Establish that only needs are equal
I'm curious if there is one Set
that only needs to .equals()
be defined for uniqueness?
When browsing the classes Set
from, java.util
I can find only the HashSet
one that needs .hashCode()
and TreeSet
(or generally SortedSet
) for which it is required Comparator
. I cannot find a class that only uses .equals()
.
Does it make sense that if I have a method .equals()
, it's enough to use it to determine the uniqueness of the object?
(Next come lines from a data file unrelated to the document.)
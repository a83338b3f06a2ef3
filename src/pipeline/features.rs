//! Feature engineering stage
//!
//! Derives model-ready features from the cleaned table. The output is
//! strictly row-aligned with its input: no row is dropped or reordered, and
//! the identifier sequence is verified before anything is written.

use crate::config::{FeatureConfig, PipelineConfig};
use crate::error::{Error, Result};
use crate::models::{FeatureVector, HouseholdRecord};
use crate::pipeline::{Stage, StageSummary};
use crate::utils::{log_operation_start, read_parquet, write_parquet};

/// The feature engineering stage
pub struct FeatureStage;

impl Stage for FeatureStage {
    fn name(&self) -> &'static str {
        "feature-engineer"
    }

    fn run(&self, config: &PipelineConfig) -> Result<StageSummary> {
        let input = config.cleaned_path();
        log_operation_start("deriving features from", &input);

        let batch = read_parquet(&input)?;
        let records = HouseholdRecord::from_record_batch(&batch)?;

        let features = derive_features(&records, &config.features);
        verify_alignment(&records, &features)?;

        let incomplete = features.iter().filter(|f| !f.is_complete).count();
        if incomplete > 0 {
            log::info!(
                "{incomplete} of {} rows have incomplete scoring inputs and will be excluded \
                 from label simulation",
                features.len()
            );
        }

        let output = config.features_path();
        let batch = FeatureVector::to_record_batch(&features)?;
        write_parquet(&batch, &output)?;

        Ok(StageSummary {
            stage: self.name(),
            rows_in: records.len(),
            rows_out: features.len(),
            output,
        })
    }
}

/// Derive the feature vector for every cleaned record, preserving order
#[must_use]
pub fn derive_features(
    records: &[HouseholdRecord],
    config: &FeatureConfig,
) -> Vec<FeatureVector> {
    records
        .iter()
        .map(|record| derive_one(record, config))
        .collect()
}

fn derive_one(record: &HouseholdRecord, config: &FeatureConfig) -> FeatureVector {
    let total_income = record.total_income_monthly();
    let log_income = (1.0 + total_income).ln();

    let income_band = if total_income < config.income_band_low {
        0
    } else if total_income < config.income_band_high {
        1
    } else {
        2
    };

    let is_urban = match record.urban_rural.as_deref() {
        Some("Urban") => Some(1),
        Some("Rural") => Some(0),
        _ => None,
    };

    let zone = record.region.as_deref().and_then(region_zone);
    let one_hot = |target: Zone| zone.map(|z| i32::from(z == target));

    let education_ordinal = record.education_level.map(education_bucket);
    let age_band = match record.age {
        a if a < 25 => 0,
        a if a < 40 => 1,
        a if a < 60 => 2,
        _ => 3,
    };

    // Annual expenditure across the tracked categories; a zero denominator
    // yields null ratios rather than a silent zero
    let total_expense =
        record.transport_expense_12m + record.food_expense_12m + record.medical_expense_12m;
    let (transport_ratio, medical_ratio) = if total_expense > 0.0 {
        (
            Some(record.transport_expense_12m / total_expense),
            Some(record.medical_expense_12m / total_expense),
        )
    } else {
        (None, None)
    };

    let is_complete = is_urban.is_some()
        && record.owns_dwelling.is_some()
        && record.owns_vehicle.is_some()
        && education_ordinal.is_some()
        && transport_ratio.is_some();

    FeatureVector {
        household_id: record.household_id.clone(),
        person_id: record.person_id.clone(),
        total_income_monthly: total_income,
        log_income,
        income_band,
        is_urban,
        zone_coastal: one_hot(Zone::Coastal),
        zone_middle: one_hot(Zone::Middle),
        zone_northern: one_hot(Zone::Northern),
        education_ordinal,
        age: record.age,
        age_band,
        transport_expense_ratio: transport_ratio,
        medical_expense_ratio: medical_ratio,
        owns_dwelling: record.owns_dwelling,
        owns_vehicle: record.owns_vehicle,
        has_primary_income: record.has_primary_income,
        is_complete,
    }
}

/// Ecological zone grouping of the sixteen regions
#[derive(Debug, Clone, Copy, PartialEq, Eq)]
enum Zone {
    Coastal,
    Middle,
    Northern,
}

fn region_zone(region: &str) -> Option<Zone> {
    match region {
        "Western" | "Central" | "Greater Accra" | "Volta" | "Western North" => Some(Zone::Coastal),
        "Eastern" | "Ashanti" | "Brong Ahafo" | "Oti" | "Bono East" | "Ahafo" => Some(Zone::Middle),
        "Northern" | "Upper East" | "Upper West" | "Savannah" | "North East" => {
            Some(Zone::Northern)
        }
        _ => None,
    }
}

/// Collapse the education level code into a four-step ordinal:
/// 0 none/pre-primary, 1 basic, 2 secondary, 3 tertiary and above
fn education_bucket(level: i32) -> i32 {
    match level {
        i32::MIN..=1 => 0,
        2..=3 => 1,
        4..=5 => 2,
        _ => 3,
    }
}

/// Confirm the alignment invariant between cleaned rows and features
fn verify_alignment(records: &[HouseholdRecord], features: &[FeatureVector]) -> Result<()> {
    if records.len() != features.len() {
        return Err(Error::Feature(format!(
            "feature table has {} rows but the cleaned table has {}",
            features.len(),
            records.len()
        )));
    }

    for (record, feature) in records.iter().zip(features.iter()) {
        if record.household_id != feature.household_id || record.person_id != feature.person_id {
            return Err(Error::Feature(format!(
                "row misalignment at household {} person {}",
                record.household_id, record.person_id
            )));
        }
    }

    Ok(())
}

#[cfg(test)]
mod tests {
    use super::*;

    fn record(id: &str) -> HouseholdRecord {
        HouseholdRecord {
            household_id: id.to_string(),
            person_id: "P1".to_string(),
            region: Some("Ashanti".to_string()),
            urban_rural: Some("Urban".to_string()),
            sex: Some("Male".to_string()),
            age: 42,
            marital_status: Some(1),
            education_level: Some(4),
            grade_completed: Some(12.0),
            worked_last_7_days: Some("Yes".to_string()),
            primary_income_monthly: 3_000.0,
            has_primary_income: 1,
            secondary_income_monthly: 500.0,
            medical_expense_12m: 200.0,
            transport_expense_12m: 800.0,
            food_expense_12m: 3_000.0,
            owns_dwelling: Some(1),
            owns_vehicle: Some(1),
        }
    }

    #[test]
    fn derives_expected_columns() {
        let config = FeatureConfig::default();
        let features = derive_features(&[record("H1")], &config);
        let f = &features[0];

        assert!((f.total_income_monthly - 3_500.0).abs() < f64::EPSILON);
        assert!((f.log_income - 3_501.0_f64.ln()).abs() < 1e-12);
        assert_eq!(f.income_band, 1);
        assert_eq!(f.is_urban, Some(1));
        assert_eq!(f.zone_middle, Some(1));
        assert_eq!(f.zone_coastal, Some(0));
        assert_eq!(f.zone_northern, Some(0));
        assert_eq!(f.education_ordinal, Some(2));
        assert_eq!(f.age_band, 2);
        assert!((f.transport_expense_ratio.unwrap() - 0.2).abs() < 1e-12);
        assert!((f.medical_expense_ratio.unwrap() - 0.05).abs() < 1e-12);
        assert!(f.is_complete);
    }

    #[test]
    fn income_bands_follow_thresholds() {
        let config = FeatureConfig::default();
        let mut poor = record("H1");
        poor.primary_income_monthly = 300.0;
        poor.secondary_income_monthly = 0.0;
        let mut rich = record("H2");
        rich.primary_income_monthly = 9_000.0;

        let features = derive_features(&[poor, rich], &config);
        assert_eq!(features[0].income_band, 0);
        assert_eq!(features[1].income_band, 2);
    }

    #[test]
    fn zero_expenditure_yields_null_ratios_and_incompleteness() {
        let config = FeatureConfig::default();
        let mut r = record("H1");
        r.transport_expense_12m = 0.0;
        r.food_expense_12m = 0.0;
        r.medical_expense_12m = 0.0;

        let features = derive_features(&[r], &config);
        assert_eq!(features[0].transport_expense_ratio, None);
        assert_eq!(features[0].medical_expense_ratio, None);
        assert!(!features[0].is_complete);
    }

    #[test]
    fn missing_asset_indicator_marks_the_row_incomplete() {
        let config = FeatureConfig::default();
        let mut r = record("H1");
        r.owns_vehicle = None;

        let features = derive_features(&[r], &config);
        assert_eq!(features[0].owns_vehicle, None);
        assert!(!features[0].is_complete);
        // Dense extraction for training is refused too
        assert!(features[0].to_dense().is_none());
    }

    #[test]
    fn output_stays_row_aligned() {
        let config = FeatureConfig::default();
        let records = vec![record("H3"), record("H1"), record("H2")];
        let features = derive_features(&records, &config);

        assert!(verify_alignment(&records, &features).is_ok());
        let ids: Vec<&str> = features.iter().map(|f| f.household_id.as_str()).collect();
        assert_eq!(ids, vec!["H3", "H1", "H2"]);
    }

    #[test]
    fn misalignment_is_detected() {
        let config = FeatureConfig::default();
        let records = vec![record("H1"), record("H2")];
        let mut features = derive_features(&records, &config);
        features.swap(0, 1);

        assert!(matches!(
            verify_alignment(&records, &features),
            Err(Error::Feature(_))
        ));
    }

    #[test]
    fn unknown_region_produces_null_zone() {
        let config = FeatureConfig::default();
        let mut r = record("H1");
        r.region = None;

        let features = derive_features(&[r], &config);
        assert_eq!(features[0].zone_coastal, None);
        assert_eq!(features[0].zone_middle, None);
        assert_eq!(features[0].zone_northern, None);
        // Zone is not a scoring input, so the row can still be complete
        assert!(features[0].is_complete);
    }
}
So has an implementation Set
that should only use .equals()
? Or am I missing something here that is .equals()
not enough to determine the uniqueness of an object in an implementation Set
?
Note that I am aware of Java practice that if we override .equals()
, we must override .hashCode()
and also keep the contract defined in Object
.
source to share
The method itself equals
is sufficient for the correct implementation of the set, but not for its effective implementation.
The idea behind a hash code or comparator is that they provide ways to order objects in some ordered structure (hash table or tree) that allows you to quickly find objects. If you only have a method equals
for comparing pairs of objects, you cannot arrange the objects in any meaningful or clever order; you only have a jumbled collection of objects.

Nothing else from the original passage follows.